- [Description of the task] Output all of the data below exactly as given.

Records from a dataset
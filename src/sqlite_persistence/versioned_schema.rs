use anyhow::{bail, Context, Result};
use rusqlite::{params, Connection};

/// Offset added to a schema version before it is written to `PRAGMA user_version`,
/// so that a database created by something else is never mistaken for ours.
pub const BASE_DB_VERSION: usize = 7000;

#[derive(Debug, PartialEq, Eq, Clone, Copy)]
pub enum SqlType {
    Text,
    Integer,
}

impl SqlType {
    fn as_sql(&self) -> &'static str {
        match self {
            SqlType::Text => "TEXT",
            SqlType::Integer => "INTEGER",
        }
    }

    fn from_sql(s: &str) -> Option<SqlType> {
        match s {
            "TEXT" => Some(SqlType::Text),
            "INTEGER" => Some(SqlType::Integer),
            _ => None,
        }
    }
}

#[derive(Debug, Clone, Copy)]
pub enum OnDelete {
    Cascade,
    Restrict,
}

#[derive(Debug, Clone, Copy)]
pub struct ForeignKey {
    pub table: &'static str,
    pub column: &'static str,
    pub on_delete: OnDelete,
}

#[derive(Debug, Clone, Copy)]
pub struct Column {
    pub name: &'static str,
    pub sql_type: SqlType,
    pub is_primary_key: bool,
    pub non_null: bool,
    pub default_value: Option<&'static str>,
    pub foreign_key: Option<ForeignKey>,
}

impl Column {
    pub const fn new(name: &'static str, sql_type: SqlType) -> Column {
        Column {
            name,
            sql_type,
            is_primary_key: false,
            non_null: false,
            default_value: None,
            foreign_key: None,
        }
    }

    pub const fn text(name: &'static str) -> Column {
        Column::new(name, SqlType::Text)
    }

    pub const fn integer(name: &'static str) -> Column {
        Column::new(name, SqlType::Integer)
    }

    pub const fn primary_key(mut self) -> Column {
        self.is_primary_key = true;
        self
    }

    pub const fn non_null(mut self) -> Column {
        self.non_null = true;
        self
    }

    pub const fn default_value(mut self, value: &'static str) -> Column {
        self.default_value = Some(value);
        self
    }

    pub const fn references(
        mut self,
        table: &'static str,
        column: &'static str,
        on_delete: OnDelete,
    ) -> Column {
        self.foreign_key = Some(ForeignKey {
            table,
            column,
            on_delete,
        });
        self
    }

    fn definition_sql(&self) -> String {
        let mut sql = format!("{} {}", self.name, self.sql_type.as_sql());
        if self.is_primary_key {
            sql.push_str(" PRIMARY KEY");
        }
        if self.non_null {
            sql.push_str(" NOT NULL");
        }
        if let Some(default_value) = self.default_value {
            sql.push_str(&format!(" DEFAULT {}", default_value));
        }
        if let Some(fk) = &self.foreign_key {
            let on_delete = match fk.on_delete {
                OnDelete::Cascade => "CASCADE",
                OnDelete::Restrict => "RESTRICT",
            };
            sql.push_str(&format!(
                " REFERENCES {}({}) ON DELETE {}",
                fk.table, fk.column, on_delete
            ));
        }
        sql
    }
}

pub struct Table {
    pub name: &'static str,
    pub columns: &'static [Column],
    /// (index name, indexed columns)
    pub indices: &'static [(&'static str, &'static str)],
    pub unique_constraints: &'static [&'static [&'static str]],
}

impl Table {
    fn create_sql(&self) -> String {
        let mut parts: Vec<String> = self.columns.iter().map(Column::definition_sql).collect();
        for unique in self.unique_constraints {
            parts.push(format!("UNIQUE ({})", unique.join(", ")));
        }
        format!("CREATE TABLE {} ({});", self.name, parts.join(", "))
    }

    pub fn create(&self, conn: &Connection) -> Result<()> {
        conn.execute(&self.create_sql(), params![])
            .with_context(|| format!("Failed to create table {}", self.name))?;
        for (index_name, columns) in self.indices {
            conn.execute(
                &format!("CREATE INDEX {} ON {}({});", index_name, self.name, columns),
                params![],
            )?;
        }
        Ok(())
    }

    fn validate(&self, conn: &Connection) -> Result<()> {
        let mut stmt = conn.prepare(&format!("PRAGMA table_info({});", self.name))?;
        let actual: Vec<(String, String, bool, bool)> = stmt
            .query_map(params![], |row| {
                Ok((
                    row.get::<_, String>(1)?,
                    row.get::<_, String>(2)?,
                    row.get::<_, i32>(3)? == 1,
                    row.get::<_, i32>(5)? == 1,
                ))
            })?
            .collect::<Result<_, _>>()?;

        if actual.len() != self.columns.len() {
            bail!(
                "Table {} has {} columns, expected {} ({})",
                self.name,
                actual.len(),
                self.columns.len(),
                self.columns
                    .iter()
                    .map(|c| c.name)
                    .collect::<Vec<_>>()
                    .join(", ")
            );
        }

        for ((name, type_name, non_null, is_pk), expected) in actual.iter().zip(self.columns) {
            if name != expected.name {
                bail!(
                    "Table {} column name mismatch: expected {}, got {}",
                    self.name,
                    expected.name,
                    name
                );
            }
            if SqlType::from_sql(type_name) != Some(expected.sql_type) {
                bail!(
                    "Table {} column {} has type {}, expected {:?}",
                    self.name,
                    name,
                    type_name,
                    expected.sql_type
                );
            }
            if *non_null != expected.non_null || *is_pk != expected.is_primary_key {
                bail!(
                    "Table {} column {} constraints differ from the expected schema",
                    self.name,
                    name
                );
            }
        }

        for (index_name, _) in self.indices {
            let exists: bool = conn
                .query_row(
                    "SELECT 1 FROM sqlite_master WHERE type='index' AND name=?1 AND tbl_name=?2",
                    params![index_name, self.name],
                    |_| Ok(true),
                )
                .unwrap_or(false);
            if !exists {
                bail!("Table {} is missing index '{}'", self.name, index_name);
            }
        }
        Ok(())
    }
}

pub struct VersionedSchema {
    pub version: usize,
    pub tables: &'static [Table],
}

impl VersionedSchema {
    pub fn create(&self, conn: &Connection) -> Result<()> {
        conn.execute("PRAGMA foreign_keys = ON;", params![])?;
        for table in self.tables {
            table.create(conn)?;
        }
        conn.pragma_update(None, "user_version", BASE_DB_VERSION + self.version)?;
        Ok(())
    }

    pub fn validate(&self, conn: &Connection) -> Result<()> {
        for table in self.tables {
            table.validate(conn)?;
        }
        Ok(())
    }
}

/// Reads `PRAGMA user_version` and translates it back into a schema version.
/// Returns `None` for databases that were not created from a `VersionedSchema`.
pub fn read_schema_version(conn: &Connection) -> Result<Option<usize>> {
    let raw: i64 = conn
        .query_row("PRAGMA user_version;", [], |row| row.get(0))
        .context("Failed to read database version")?;
    if raw < BASE_DB_VERSION as i64 {
        return Ok(None);
    }
    Ok(Some(raw as usize - BASE_DB_VERSION))
}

- [Output]
filename src/sqlite_persistence/versioned_schema.rs
use anyhow::{bail, Context, Result};
use rusqlite::{params, Connection};

/// Offset added to a schema version before it is written to `PRAGMA user_version`,
/// so that a database created by something else is never mistaken for ours.
pub const BASE_DB_VERSION: usize = 7000;

#[derive(Debug, PartialEq, Eq, Clone, Copy)]
pub enum SqlType {
    Text,
    Integer,
}

impl SqlType {
    fn as_sql(&self) -> &'static str {
        match self {
            SqlType::Text => "TEXT",
            SqlType::Integer => "INTEGER",
        }
    }

    fn from_sql(s: &str) -> Option<SqlType> {
        match s {
            "TEXT" => Some(SqlType::Text),
            "INTEGER" => Some(SqlType::Integer),
            _ => None,
        }
    }
}

#[derive(Debug, Clone, Copy)]
pub enum OnDelete {
    Cascade,
    Restrict,
}

#[derive(Debug, Clone, Copy)]
pub struct ForeignKey {
    pub table: &'static str,
    pub column: &'static str,
    pub on_delete: OnDelete,
}

#[derive(Debug, Clone, Copy)]
pub struct Column {
    pub name: &'static str,
    pub sql_type: SqlType,
    pub is_primary_key: bool,
    pub non_null: bool,
    pub default_value: Option<&'static str>,
    pub foreign_key: Option<ForeignKey>,
}

impl Column {
    pub const fn new(name: &'static str, sql_type: SqlType) -> Column {
        Column {
            name,
            sql_type,
            is_primary_key: false,
            non_null: false,
            default_value: None,
            foreign_key: None,
        }
    }

    pub const fn text(name: &'static str) -> Column {
        Column::new(name, SqlType::Text)
    }

    pub const fn integer(name: &'static str) -> Column {
        Column::new(name, SqlType::Integer)
    }

    pub const fn primary_key(mut self) -> Column {
        self.is_primary_key = true;
        self
    }

    pub const fn non_null(mut self) -> Column {
        self.non_null = true;
        self
    }

    pub const fn default_value(mut self, value: &'static str) -> Column {
        self.default_value = Some(value);
        self
    }

    pub const fn references(
        mut self,
        table: &'static str,
        column: &'static str,
        on_delete: OnDelete,
    ) -> Column {
        self.foreign_key = Some(ForeignKey {
            table,
            column,
            on_delete,
        });
        self
    }

    fn definition_sql(&self) -> String {
        let mut sql = format!("{} {}", self.name, self.sql_type.as_sql());
        if self.is_primary_key {
            sql.push_str(" PRIMARY KEY");
        }
        if self.non_null {
            sql.push_str(" NOT NULL");
        }
        if let Some(default_value) = self.default_value {
            sql.push_str(&format!(" DEFAULT {}", default_value));
        }
        if let Some(fk) = &self.foreign_key {
            let on_delete = match fk.on_delete {
                OnDelete::Cascade => "CASCADE",
                OnDelete::Restrict => "RESTRICT",
            };
            sql.push_str(&format!(
                " REFERENCES {}({}) ON DELETE {}",
                fk.table, fk.column, on_delete
            ));
        }
        sql
    }
}

pub struct Table {
    pub name: &'static str,
    pub columns: &'static [Column],
    /// (index name, indexed columns)
    pub indices: &'static [(&'static str, &'static str)],
    pub unique_constraints: &'static [&'static [&'static str]],
}

impl Table {
    fn create_sql(&self) -> String {
        let mut parts: Vec<String> = self.columns.iter().map(Column::definition_sql).collect();
        for unique in self.unique_constraints {
            parts.push(format!("UNIQUE ({})", unique.join(", ")));
        }
        format!("CREATE TABLE {} ({});", self.name, parts.join(", "))
    }

    pub fn create(&self, conn: &Connection) -> Result<()> {
        conn.execute(&self.create_sql(), params![])
            .with_context(|| format!("Failed to create table {}", self.name))?;
        for (index_name, columns) in self.indices {
            conn.execute(
                &format!("CREATE INDEX {} ON {}({});", index_name, self.name, columns),
                params![],
            )?;
        }
        Ok(())
    }

    fn validate(&self, conn: &Connection) -> Result<()> {
        let mut stmt = conn.prepare(&format!("PRAGMA table_info({});", self.name))?;
        let actual: Vec<(String, String, bool, bool)> = stmt
            .query_map(params![], |row| {
                Ok((
                    row.get::<_, String>(1)?,
                    row.get::<_, String>(2)?,
                    row.get::<_, i32>(3)? == 1,
                    row.get::<_, i32>(5)? == 1,
                ))
            })?
            .collect::<Result<_, _>>()?;

        if actual.len() != self.columns.len() {
            bail!(
                "Table {} has {} columns, expected {} ({})",
                self.name,
                actual.len(),
                self.columns.len(),
                self.columns
                    .iter()
                    .map(|c| c.name)
                    .collect::<Vec<_>>()
                    .join(", ")
            );
        }

        for ((name, type_name, non_null, is_pk), expected) in actual.iter().zip(self.columns) {
            if name != expected.name {
                bail!(
                    "Table {} column name mismatch: expected {}, got {}",
                    self.name,
                    expected.name,
                    name
                );
            }
            if SqlType::from_sql(type_name) != Some(expected.sql_type) {
                bail!(
                    "Table {} column {} has type {}, expected {:?}",
                    self.name,
                    name,
                    type_name,
                    expected.sql_type
                );
            }
            if *non_null != expected.non_null || *is_pk != expected.is_primary_key {
                bail!(
                    "Table {} column {} constraints differ from the expected schema",
                    self.name,
                    name
                );
            }
        }

        for (index_name, _) in self.indices {
            let exists: bool = conn
                .query_row(
                    "SELECT 1 FROM sqlite_master WHERE type='index' AND name=?1 AND tbl_name=?2",
                    params![index_name, self.name],
                    |_| Ok(true),
                )
                .unwrap_or(false);
            if !exists {
                bail!("Table {} is missing index '{}'", self.name, index_name);
            }
        }
        Ok(())
    }
}

pub struct VersionedSchema {
    pub version: usize,
    pub tables: &'static [Table],
}

impl VersionedSchema {
    pub fn create(&self, conn: &Connection) -> Result<()> {
        conn.execute("PRAGMA foreign_keys = ON;", params![])?;
        for table in self.tables {
            table.create(conn)?;
        }
        conn.pragma_update(None, "user_version", BASE_DB_VERSION + self.version)?;
        Ok(())
    }

    pub fn validate(&self, conn: &Connection) -> Result<()> {
        for table in self.tables {
            table.validate(conn)?;
        }
        Ok(())
    }
}

/// Reads `PRAGMA user_version` and translates it back into a schema version.
/// Returns `None` for databases that were not created from a `VersionedSchema`.
pub fn read_schema_version(conn: &Connection) -> Result<Option<usize>> {
    let raw: i64 = conn
        .query_row("PRAGMA user_version;", [], |row| row.get(0))
        .context("Failed to read database version")?;
    if raw < BASE_DB_VERSION as i64 {
        return Ok(None);
    }
    Ok(Some(raw as usize - BASE_DB_VERSION))
}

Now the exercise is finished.